What there was, it turned out, was a huge festival on the stadium grounds.

Scalpers were selling tickets to get inside, but hardly anyone seemed to be bothering with that. Instead, they meandered among the stalls and stands and sideshows happening outside. Lots of people were selling things – sunglasses, hats, fancy dresses (mostly for children), trinkets, touristy arts and crafts - though there were very few foreigners there. (I think they all had tickets and were inside the stadium being bored by the wrestling.) Lots of men were offering pony rides to children and

adults alike. A couple of men had camels, and intrepid Mongolians paid a few tugruks to get on their backs, walk around a bit, and have their friends snap pictures. One man was even offering rides on a small yak. I guess these animals are no more familiar to urban Mongolians than they are to me, if they’ll pay to ride around on one for a few minutes. I ventured to pet the camel, but it turned around and shrieked at me. I jumped in surprise and shrieked myself, and all the Mongolians watching laughed and took a half-step back.

There was food everywhere, of course; fruit stands, kebab stands, people dishing out ladles of mutton stew from pots they carried with them. Many of the nicer restaurants I’d seen in town had stalls there – the fancy Korean place I’d walked past the night before, the Monoglian Nomads place with t-shirts reading “meat is for men, grass is for animals,” the Mexican-Indian one that lists burritos on the left column of the menu and curries on the right. (I ate there later – it was very good!) A dairy company was selling liters of milk, and offered small cups to taste, in case you didn’t know whether you liked it.

And of course there were the ice cream carts. I’ve never seen a town with so many people buying ice cream pops from carts on the street. Not just children – old ladies in deels, young men in suits, cops, middle aged women in pointy-toed shoes, everyone is licking ice cream off a stick. The little ”supermarkets,” as every little food store grandly calls itself, all have big freezers, and hardly a person at the checkout doesn’t have at least one ice cream pop in her basket. Including me, of course! After all, when in Mongolia, do as the Mongolians.

There were things to do besides buy trinkets and eat at this festival. Some company had one of those dancing air men, long skinny fabric creatures with

air blowing up into their legs, making their arms and torso dance wildly in the wind. Little children would run up to it, tug on an arm or leg, and run away happily shrieking as the man whipped around them and righted himself. A band played western pop tunes on Mongolian instruments. A man with an eagle would place it on your arm while his partner took your photo with an instamatic camera. Dozens of people had games – ring tosses, hoops to aim balls into – though I never saw any prizes if your aim was good. The ubiquitous telephone folks were there, too, men or women sauntering in the crowds or sitting on a curb with a telephone in hand, in case you wanted to make a call.

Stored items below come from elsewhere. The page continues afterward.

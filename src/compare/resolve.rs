//! Default comparer resolution for element pairs.

use super::{Bitwise, Comparer, Strategy, ValueEquality};
use crate::config::SearchConfig;
use crate::span::BitComparable;

/// Element pairs that can be compared without an explicit predicate.
///
/// `S: SpanEq<V>` names the comparer used when a source buffer of `S` is
/// searched for values of `V`. Identical bit-comparable types resolve to
/// [`Bitwise`] through a blanket impl; other pairs are declared with
/// [`span_eq!`](crate::span_eq), which applies the remaining rules in
/// priority order.
///
/// Value equality is built in for `f32`, `f64`, `String`, `&str`, `Vec<T>`,
/// `Option<T>`, float arrays and tuples of up to four elements. Reference
/// and `Box` elements have no default resolution, since a downstream crate
/// may make `&Local` or `Box<Local>` bit-comparable; search them through the
/// `_with` methods and an explicit comparer such as
/// [`ValueEquality`](super::ValueEquality).
pub trait SpanEq<V = Self>: Sized {
    /// Comparer produced by resolution
    type Comparer: Comparer<Self, V>;

    /// Build the comparer for this pair.
    fn resolve(config: &SearchConfig) -> Self::Comparer;
}

impl<T: BitComparable> SpanEq<T> for T {
    type Comparer = Bitwise;

    #[inline]
    fn resolve(config: &SearchConfig) -> Bitwise {
        Bitwise::new(*config)
    }
}

/// Rule a pair resolves to under the default configuration.
pub fn resolved_strategy<S: SpanEq<V>, V>() -> Strategy {
    S::resolve(&SearchConfig::DEFAULT).strategy()
}

/// Compile-time probing used by [`span_eq!`](crate::span_eq).
///
/// Method resolution tries receivers in autoref order, so a call on
/// `&&&Probe<S, V>` selects the first applicable impl among `&&Probe`
/// (value equality), `&Probe` (source equality) and `Probe` (generic). Only
/// meaningful for concrete types; generic code should name a comparer.
#[doc(hidden)]
pub mod probe {
    use super::super::equality::generic_equals;
    use super::super::{InvocationOrder, Resolved, Strategy};
    use std::marker::PhantomData;

    /// Zero-sized stand-in for an element pair.
    pub struct Probe<S, V>(PhantomData<fn(&S, &V)>);

    impl<S, V> Probe<S, V> {
        /// Create a probe for the pair `(S, V)`.
        pub const fn new() -> Self {
            Self(PhantomData)
        }
    }

    impl<S, V> Default for Probe<S, V> {
        fn default() -> Self {
            Self::new()
        }
    }

    /// Rule 3: `V: PartialEq<S>`.
    pub trait ValueEqualityKind {
        /// Source element type
        type Source;
        /// Value element type
        type Value;
        /// The comparer for this rule
        fn resolved(&self) -> Resolved<Self::Source, Self::Value>;
    }

    impl<S, V: PartialEq<S>> ValueEqualityKind for &&Probe<S, V> {
        type Source = S;
        type Value = V;

        fn resolved(&self) -> Resolved<S, V> {
            Resolved::new(Strategy::ValueEquality, InvocationOrder::ValueFirst, |s, v| v == s)
        }
    }

    /// Rule 4: `S: PartialEq<V>`.
    pub trait SourceEqualityKind {
        /// Source element type
        type Source;
        /// Value element type
        type Value;
        /// The comparer for this rule
        fn resolved(&self) -> Resolved<Self::Source, Self::Value>;
    }

    impl<S: PartialEq<V>, V> SourceEqualityKind for &Probe<S, V> {
        type Source = S;
        type Value = V;

        fn resolved(&self) -> Resolved<S, V> {
            Resolved::new(Strategy::SourceEquality, InvocationOrder::SourceFirst, |s, v| s == v)
        }
    }

    /// Rule 5: source-typed equality after a runtime type check.
    pub trait GenericEqualityKind {
        /// Source element type
        type Source;
        /// Value element type
        type Value;
        /// The comparer for this rule
        fn resolved(&self) -> Resolved<Self::Source, Self::Value>;
    }

    impl<S: PartialEq + 'static, V: 'static> GenericEqualityKind for Probe<S, V> {
        type Source = S;
        type Value = V;

        fn resolved(&self) -> Resolved<S, V> {
            Resolved::new(Strategy::Generic, InvocationOrder::SourceFirst, generic_equals::<S, V>)
        }
    }
}

/// Implement [`SpanEq`](crate::compare::SpanEq) for concrete element pairs.
///
/// `span_eq!(A, B)` declares each type comparable with itself;
/// `span_eq!(S => V)` declares a source/value pair. The comparer is picked at
/// compile time: `V: PartialEq<S>` first, then `S: PartialEq<V>`, then the
/// type-checked generic fallback.
///
/// Bit-comparable types already resolve to the bitwise comparer and must not
/// be declared here.
///
/// ```rust
/// use spanscan::{SpanSearchExt, span_eq};
/// use spanscan::compare::{Strategy, resolved_strategy};
///
/// #[derive(Debug, PartialEq)]
/// struct Celsius(i32);
/// struct Reading(i32);
///
/// impl PartialEq<Reading> for Celsius {
///     fn eq(&self, other: &Reading) -> bool {
///         self.0 == other.0
///     }
/// }
///
/// span_eq!(Celsius);
/// span_eq!(Celsius => Reading);
///
/// assert_eq!(resolved_strategy::<Celsius, Celsius>(), Strategy::ValueEquality);
/// assert_eq!(resolved_strategy::<Celsius, Reading>(), Strategy::SourceEquality);
///
/// let temps = [Celsius(18), Celsius(21), Celsius(25)];
/// assert_eq!(temps.index_of(&Reading(21)), Some(1));
/// ```
#[macro_export]
macro_rules! span_eq {
    (@pair $s:ty => $v:ty) => {
        impl $crate::compare::SpanEq<$v> for $s {
            type Comparer = $crate::compare::Resolved<$s, $v>;

            fn resolve(_config: &$crate::config::SearchConfig) -> Self::Comparer {
                #[allow(unused_imports)]
                use $crate::compare::probe::{
                    GenericEqualityKind as _, SourceEqualityKind as _, ValueEqualityKind as _,
                };
                (&&&$crate::compare::probe::Probe::<$s, $v>::new()).resolved()
            }
        }
    };
    ($s:ty => $v:ty) => {
        $crate::span_eq!(@pair $s => $v);
    };
    ($($t:ty),+ $(,)?) => {
        $( $crate::span_eq!(@pair $t => $t); )+
    };
}

span_eq!(f32, f64, String);

impl<'a> SpanEq<&'a str> for String {
    type Comparer = ValueEquality;

    fn resolve(_config: &SearchConfig) -> ValueEquality {
        ValueEquality
    }
}

impl<'a> SpanEq<String> for &'a str {
    type Comparer = ValueEquality;

    fn resolve(_config: &SearchConfig) -> ValueEquality {
        ValueEquality
    }
}

impl<'a, 'b> SpanEq<&'b str> for &'a str {
    type Comparer = ValueEquality;

    fn resolve(_config: &SearchConfig) -> ValueEquality {
        ValueEquality
    }
}

impl<T: PartialEq> SpanEq for Vec<T> {
    type Comparer = ValueEquality;

    fn resolve(_config: &SearchConfig) -> ValueEquality {
        ValueEquality
    }
}

impl<T: PartialEq> SpanEq for Option<T> {
    type Comparer = ValueEquality;

    fn resolve(_config: &SearchConfig) -> ValueEquality {
        ValueEquality
    }
}

impl<const N: usize> SpanEq for [f32; N] {
    type Comparer = ValueEquality;

    fn resolve(_config: &SearchConfig) -> ValueEquality {
        ValueEquality
    }
}

impl<const N: usize> SpanEq for [f64; N] {
    type Comparer = ValueEquality;

    fn resolve(_config: &SearchConfig) -> ValueEquality {
        ValueEquality
    }
}

macro_rules! impl_tuple_span_eq {
    ($(($($name:ident),+)),+ $(,)?) => {
        $(
            impl<$($name: PartialEq),+> SpanEq for ($($name,)+) {
                type Comparer = ValueEquality;

                fn resolve(_config: &SearchConfig) -> ValueEquality {
                    ValueEquality
                }
            }
        )+
    };
}

impl_tuple_span_eq!((A), (A, B), (A, B, C), (A, B, C, D));

#[cfg(test)]
mod tests {
    use super::*;
    use crate::compare::InvocationOrder;

    #[derive(Debug, PartialEq)]
    struct Meters(u32);

    struct Feet(u32);

    struct Tag(u8);

    impl PartialEq<Feet> for Meters {
        fn eq(&self, other: &Feet) -> bool {
            self.0 * 3 == other.0
        }
    }

    span_eq!(Meters => Feet);
    span_eq!(Feet => Meters);
    span_eq!(Meters => Tag);

    #[test]
    fn test_bit_comparable_resolves_bitwise() {
        assert_eq!(resolved_strategy::<u8, u8>(), Strategy::Bitwise);
        assert_eq!(resolved_strategy::<i64, i64>(), Strategy::Bitwise);
        assert_eq!(resolved_strategy::<char, char>(), Strategy::Bitwise);
        assert_eq!(resolved_strategy::<[u16; 4], [u16; 4]>(), Strategy::Bitwise);
    }

    #[test]
    fn test_floats_are_not_bitwise() {
        assert_eq!(resolved_strategy::<f32, f32>(), Strategy::ValueEquality);
        assert_eq!(resolved_strategy::<f64, f64>(), Strategy::ValueEquality);

        let mut cmp = <f64 as SpanEq>::resolve(&SearchConfig::DEFAULT);
        assert!(!cmp.equals(&f64::NAN, &f64::NAN));
        assert!(cmp.equals(&0.0, &-0.0));
    }

    #[test]
    fn test_string_pairs() {
        assert_eq!(resolved_strategy::<String, String>(), Strategy::ValueEquality);
        assert_eq!(resolved_strategy::<String, &str>(), Strategy::ValueEquality);
        assert_eq!(resolved_strategy::<&str, String>(), Strategy::ValueEquality);
        assert_eq!(resolved_strategy::<&str, &str>(), Strategy::ValueEquality);
        assert_eq!(resolved_strategy::<Vec<u8>, Vec<u8>>(), Strategy::ValueEquality);
        assert_eq!(resolved_strategy::<Option<i32>, Option<i32>>(), Strategy::ValueEquality);
    }

    #[test]
    fn test_tuple_and_float_array_pairs() {
        assert_eq!(resolved_strategy::<(u8, String), (u8, String)>(), Strategy::ValueEquality);
        assert_eq!(resolved_strategy::<(i32,), (i32,)>(), Strategy::ValueEquality);
        assert_eq!(resolved_strategy::<[f32; 2], [f32; 2]>(), Strategy::ValueEquality);
        assert_eq!(resolved_strategy::<[f64; 3], [f64; 3]>(), Strategy::ValueEquality);
        assert_eq!(resolved_strategy::<[u8; 4], [u8; 4]>(), Strategy::Bitwise);

        let mut cmp = <[f32; 2] as SpanEq>::resolve(&SearchConfig::DEFAULT);
        assert!(Comparer::<[f32; 2], [f32; 2]>::equals(&mut cmp, &[0.0, 1.5], &[-0.0, 1.5]));
        assert!(!Comparer::<[f32; 2], [f32; 2]>::equals(
            &mut cmp,
            &[f32::NAN, 1.5],
            &[f32::NAN, 1.5]
        ));
    }

    #[test]
    fn test_macro_priority_order() {
        // Only Meters: PartialEq<Feet> exists.
        let mut source_side = <Meters as SpanEq<Feet>>::resolve(&SearchConfig::DEFAULT);
        assert_eq!(source_side.strategy(), Strategy::SourceEquality);
        assert_eq!(source_side.order(), InvocationOrder::SourceFirst);
        assert!(source_side.equals(&Meters(2), &Feet(6)));

        // Reversed roles: the value type now owns the equality.
        let mut value_side = <Feet as SpanEq<Meters>>::resolve(&SearchConfig::DEFAULT);
        assert_eq!(value_side.strategy(), Strategy::ValueEquality);
        assert_eq!(value_side.order(), InvocationOrder::ValueFirst);
        assert!(value_side.equals(&Feet(6), &Meters(2)));
        assert!(!value_side.equals(&Feet(7), &Meters(2)));
    }

    #[test]
    fn test_macro_generic_fallback() {
        let mut cmp = <Meters as SpanEq<Tag>>::resolve(&SearchConfig::DEFAULT);
        assert_eq!(cmp.strategy(), Strategy::Generic);
        assert!(!cmp.equals(&Meters(1), &Tag(1)));
    }
}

Everyone was out, wandering among the sights. Families with babies, young couples, girls arm-in-arm, groups of old people in silken deels, middle-aged men. Lots of people were dressed up. Most of the ones in traditional clothes were old. One stout woman in a purple brocade deel sported black leggings underneath it, with Snoopy embroidered at the ankles. Middle-

aged women were in fancy dresses and high-heeled shoes, men were in suits. Little girls ran and played in frilly white party dresses and tights. I even saw a little boy in a three-piece suit, though he didn’t look very happy about it. Often a twosome would pass, a frail old woman in silken deel leaning on the arm of her teen-aged granddaughter, in skin-tight jeans and a tiny tank-top, teetering on the pointiest of spiked heels. And both looking very happy to be there together.